//! HelperRegistry - camera helper lookup by sensor model name
//!
//! Two phases:
//! 1. Start-up: factories are registered on a `HelperRegistryBuilder`,
//!    possibly from several threads at once.
//! 2. Run time: `freeze` turns the builder into an immutable
//!    `HelperRegistry`; lookups take no lock.
//!
//! Duplicate names are rejected and the first registration stays in place.

use std::collections::HashMap;
use std::fmt;
use std::sync::{Arc, Mutex, PoisonError};

use contracts::{SensorModel, DEFAULT_HELPER_NAME};
use tracing::{debug, info, warn};

use crate::error::{CamHelperError, Result};
use crate::helper::{CamHelper, DefaultCamHelper, Imx219CamHelper, Imx477CamHelper};

/// Factory producing a fresh helper instance
pub type HelperFactory = Arc<dyn Fn() -> Box<dyn CamHelper> + Send + Sync>;

/// Mutable registration phase of the registry
#[derive(Default)]
pub struct HelperRegistryBuilder {
    factories: Mutex<HashMap<SensorModel, HelperFactory>>,
}

impl HelperRegistryBuilder {
    pub fn new() -> Self {
        Self::default()
    }

    /// Register `factory` under `name`
    ///
    /// # Errors
    /// `DuplicateRegistration` if `name` is taken; the existing factory is kept.
    pub fn register<F>(&self, name: impl Into<SensorModel>, factory: F) -> Result<()>
    where
        F: Fn() -> Box<dyn CamHelper> + Send + Sync + 'static,
    {
        let name = name.into();
        let mut factories = self
            .factories
            .lock()
            .unwrap_or_else(PoisonError::into_inner);

        if factories.contains_key(&name) {
            warn!(helper = %name, "duplicate camera helper registration rejected");
            return Err(CamHelperError::duplicate_registration(name.as_str()));
        }

        debug!(helper = %name, "camera helper registered");
        factories.insert(name, Arc::new(factory));
        Ok(())
    }

    /// End the registration phase
    pub fn freeze(self) -> HelperRegistry {
        let factories = self
            .factories
            .into_inner()
            .unwrap_or_else(PoisonError::into_inner);

        info!(helpers = factories.len(), "camera helper registry frozen");
        HelperRegistry { factories }
    }
}

/// Register every helper shipped with this crate
///
/// Call once at start-up, before `freeze`.
pub fn register_builtin_helpers(builder: &HelperRegistryBuilder) -> Result<()> {
    builder.register(DEFAULT_HELPER_NAME, || Box::new(DefaultCamHelper))?;
    builder.register("imx219", || Box::new(Imx219CamHelper))?;
    builder.register("imx477", || Box::new(Imx477CamHelper))?;
    Ok(())
}

/// Frozen name -> factory map
pub struct HelperRegistry {
    factories: HashMap<SensorModel, HelperFactory>,
}

impl HelperRegistry {
    /// Registry holding exactly the builtin helpers
    pub fn builtin() -> Result<Self> {
        let builder = HelperRegistryBuilder::new();
        register_builtin_helpers(&builder)?;
        Ok(builder.freeze())
    }

    /// Instantiate the helper registered under `name`
    ///
    /// # Errors
    /// `UnknownSensor` if nothing is registered under `name`.
    pub fn create(&self, name: &str) -> Result<Box<dyn CamHelper>> {
        match self.factories.get(name) {
            Some(factory) => {
                observability::record_helper_created(name);
                Ok(factory())
            }
            None => {
                debug!(helper = name, "no camera helper registered");
                observability::record_helper_lookup_miss(name);
                Err(CamHelperError::unknown_sensor(name))
            }
        }
    }

    /// Helper for `name`, or the default helper if `name` is unknown
    ///
    /// Falls back to `DefaultCamHelper` directly when the registry was built
    /// without a default entry, so this never fails.
    pub fn create_or_default(&self, name: &str) -> Box<dyn CamHelper> {
        self.create(name)
            .or_else(|_| self.create(DEFAULT_HELPER_NAME))
            .unwrap_or_else(|_| Box::new(DefaultCamHelper))
    }

    pub fn contains(&self, name: &str) -> bool {
        self.factories.contains_key(name)
    }

    /// Registered names, sorted
    pub fn names(&self) -> Vec<SensorModel> {
        let mut names: Vec<SensorModel> = self.factories.keys().cloned().collect();
        names.sort();
        names
    }

    pub fn len(&self) -> usize {
        self.factories.len()
    }

    pub fn is_empty(&self) -> bool {
        self.factories.is_empty()
    }
}

impl fmt::Debug for HelperRegistry {
    fn fmt(&self, f: &mut fmt::Formatter<'_>) -> fmt::Result {
        f.debug_struct("HelperRegistry")
            .field("helpers", &self.names())
            .finish()
    }
}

What needs to be done:
Word for word, reproduce every record shown above.

Response to this task:
//! HelperRegistry - camera helper lookup by sensor model name
//!
//! Two phases:
//! 1. Start-up: factories are registered on a `HelperRegistryBuilder`,
//!    possibly from several threads at once.
//! 2. Run time: `freeze` turns the builder into an immutable
//!    `HelperRegistry`; lookups take no lock.
//!
//! Duplicate names are rejected and the first registration stays in place.

use std::collections::HashMap;
use std::fmt;
use std::sync::{Arc, Mutex, PoisonError};

use contracts::{SensorModel, DEFAULT_HELPER_NAME};
use tracing::{debug, info, warn};

use crate::error::{CamHelperError, Result};
use crate::helper::{CamHelper, DefaultCamHelper, Imx219CamHelper, Imx477CamHelper};

/// Factory producing a fresh helper instance
pub type HelperFactory = Arc<dyn Fn() -> Box<dyn CamHelper> + Send + Sync>;

/// Mutable registration phase of the registry
#[derive(Default)]
pub struct HelperRegistryBuilder {
    factories: Mutex<HashMap<SensorModel, HelperFactory>>,
}

impl HelperRegistryBuilder {
    pub fn new() -> Self {
        Self::default()
    }

    /// Register `factory` under `name`
    ///
    /// # Errors
    /// `DuplicateRegistration` if `name` is taken; the existing factory is kept.
    pub fn register<F>(&self, name: impl Into<SensorModel>, factory: F) -> Result<()>
    where
        F: Fn() -> Box<dyn CamHelper> + Send + Sync + 'static,
    {
        let name = name.into();
        let mut factories = self
            .factories
            .lock()
            .unwrap_or_else(PoisonError::into_inner);

        if factories.contains_key(&name) {
            warn!(helper = %name, "duplicate camera helper registration rejected");
            return Err(CamHelperError::duplicate_registration(name.as_str()));
        }

        debug!(helper = %name, "camera helper registered");
        factories.insert(name, Arc::new(factory));
        Ok(())
    }

    /// End the registration phase
    pub fn freeze(self) -> HelperRegistry {
        let factories = self
            .factories
            .into_inner()
            .unwrap_or_else(PoisonError::into_inner);

        info!(helpers = factories.len(), "camera helper registry frozen");
        HelperRegistry { factories }
    }
}

/// Register every helper shipped with this crate
///
/// Call once at start-up, before `freeze`.
pub fn register_builtin_helpers(builder: &HelperRegistryBuilder) -> Result<()> {
    builder.register(DEFAULT_HELPER_NAME, || Box::new(DefaultCamHelper))?;
    builder.register("imx219", || Box::new(Imx219CamHelper))?;
    builder.register("imx477", || Box::new(Imx477CamHelper))?;
    Ok(())
}

/// Frozen name -> factory map
pub struct HelperRegistry {
    factories: HashMap<SensorModel, HelperFactory>,
}

impl HelperRegistry {
    /// Registry holding exactly the builtin helpers
    pub fn builtin() -> Result<Self> {
        let builder = HelperRegistryBuilder::new();
        register_builtin_helpers(&builder)?;
        Ok(builder.freeze())
    }

    /// Instantiate the helper registered under `name`
    ///
    /// # Errors
    /// `UnknownSensor` if nothing is registered under `name`.
    pub fn create(&self, name: &str) -> Result<Box<dyn CamHelper>> {
        match self.factories.get(name) {
            Some(factory) => {
                observability::record_helper_created(name);
                Ok(factory())
            }
            None => {
                debug!(helper = name, "no camera helper registered");
                observability::record_helper_lookup_miss(name);
                Err(CamHelperError::unknown_sensor(name))
            }
        }
    }

    /// Helper for `name`, or the default helper if `name` is unknown
    ///
    /// Falls back to `DefaultCamHelper` directly when the registry was built
    /// without a default entry, so this never fails.
    pub fn create_or_default(&self, name: &str) -> Box<dyn CamHelper> {
        self.create(name)
            .or_else(|_| self.create(DEFAULT_HELPER_NAME))
            .unwrap_or_else(|_| Box::new(DefaultCamHelper))
    }

    pub fn contains(&self, name: &str) -> bool {
        self.factories.contains_key(name)
    }

    /// Registered names, sorted
    pub fn names(&self) -> Vec<SensorModel> {
        let mut names: Vec<SensorModel> = self.factories.keys().cloned().collect();
        names.sort();
        names
    }

    pub fn len(&self) -> usize {
        self.factories.len()
    }

    pub fn is_empty(&self) -> bool {
        self.factories.is_empty()
    }
}

impl fmt::Debug for HelperRegistry {
    fn fmt(&self, f: &mut fmt::Formatter<'_>) -> fmt::Result {
        f.debug_struct("HelperRegistry")
            .field("helpers", &self.names())
            .finish()
    }
}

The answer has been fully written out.